Noch mehr im Modus des Aufruhrs ist das Organ der Australierin Amy Taylor. Das Stück heißt „Nudge It“und richtet sich gegen jene Kollegen, die auf Arbeiterklasse machen, ohne es zu sein. Williamson hatte insbesondere die Band The Idles im Sinn, Zeilen wie „Stood outside an high-rise, trying to act like a gangster“wenden sich gegen jene Wohlstand-Kids, die in noblen Wohngegenden auf Gangsterpantomine machen.

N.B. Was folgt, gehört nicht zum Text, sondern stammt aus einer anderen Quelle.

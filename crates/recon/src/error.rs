use std::fmt;

#[derive(Debug)]
pub enum ReconError {
    /// TOML parse / deserialization error.
    ConfigParse(String),
    /// Config validation error (bad threshold, empty input path, etc.).
    ConfigValidation(String),
    /// Missing required column in the website CSV.
    MissingColumn { column: String },
    /// Catalog item date could not be parsed.
    DateParse { title: String, value: String },
    /// Catalog export is not a JSON array of items.
    CatalogParse(String),
    /// IO error (file read, CSV decode, etc.).
    Io(String),
}

impl fmt::Display for ReconError {
    fn fmt(&self, f: &mut fmt::Formatter<'_>) -> fmt::Result {
        match self {
            Self::ConfigParse(msg) => write!(f, "config parse error: {msg}"),
            Self::ConfigValidation(msg) => write!(f, "config validation error: {msg}"),
            Self::MissingColumn { column } => {
                write!(f, "website records: missing column '{column}'")
            }
            Self::DateParse { title, value } => {
                write!(f, "catalog record '{title}': cannot parse date '{value}'")
            }
            Self::CatalogParse(msg) => write!(f, "catalog parse error: {msg}"),
            Self::Io(msg) => write!(f, "IO error: {msg}"),
        }
    }
}

impl std::error::Error for ReconError {}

Gegen eine andere Art von Heuchlern unter Musikerkollegen richtet sich das funky „Elocution“mit seinem rührenden Refrain „I wish I had the time to be a wanker just like you“. Es handelt von jenen, die Lippenbekenntnisse für unabhängige Veranstaltungsorte abgeben, insgeheim aber hoffen, wegen guter Nachfrage in größere Hallen „hochverlegt“zu werden. Special Effects wie Raucherhusten und Furzgeräusche hört man in „Out There“, der Beschreibung des Alltags der armen Leute in Zeiten von Pandemie und Brexit. Mit der ihm eigenen Poesie verflucht Williamson insbesondere den Austritt aus der EU. „Get Brexit punched, let’s get Brexit fucked by an horse’s penis until its misery splits“: Da schleicht sich noch die alte sexismusverdächtige Sprache von Williamson ein. Facebook-Freunde kennen ihn längst anders. Da gibt es Filme, die ihn in Hausschürze und mit Staubsauger zeigen.
Ein Engländer wolle er jedenfalls nicht mehr sein, erklärte er jüngst der „Irish Times“. Das Ringen um den Brexit habe das wahre Gesicht des Engländers gezeigt: „Engstirnig, ungebildet, faul, rassistisch und irgendwie privilegiert.“Gutes Feindbild.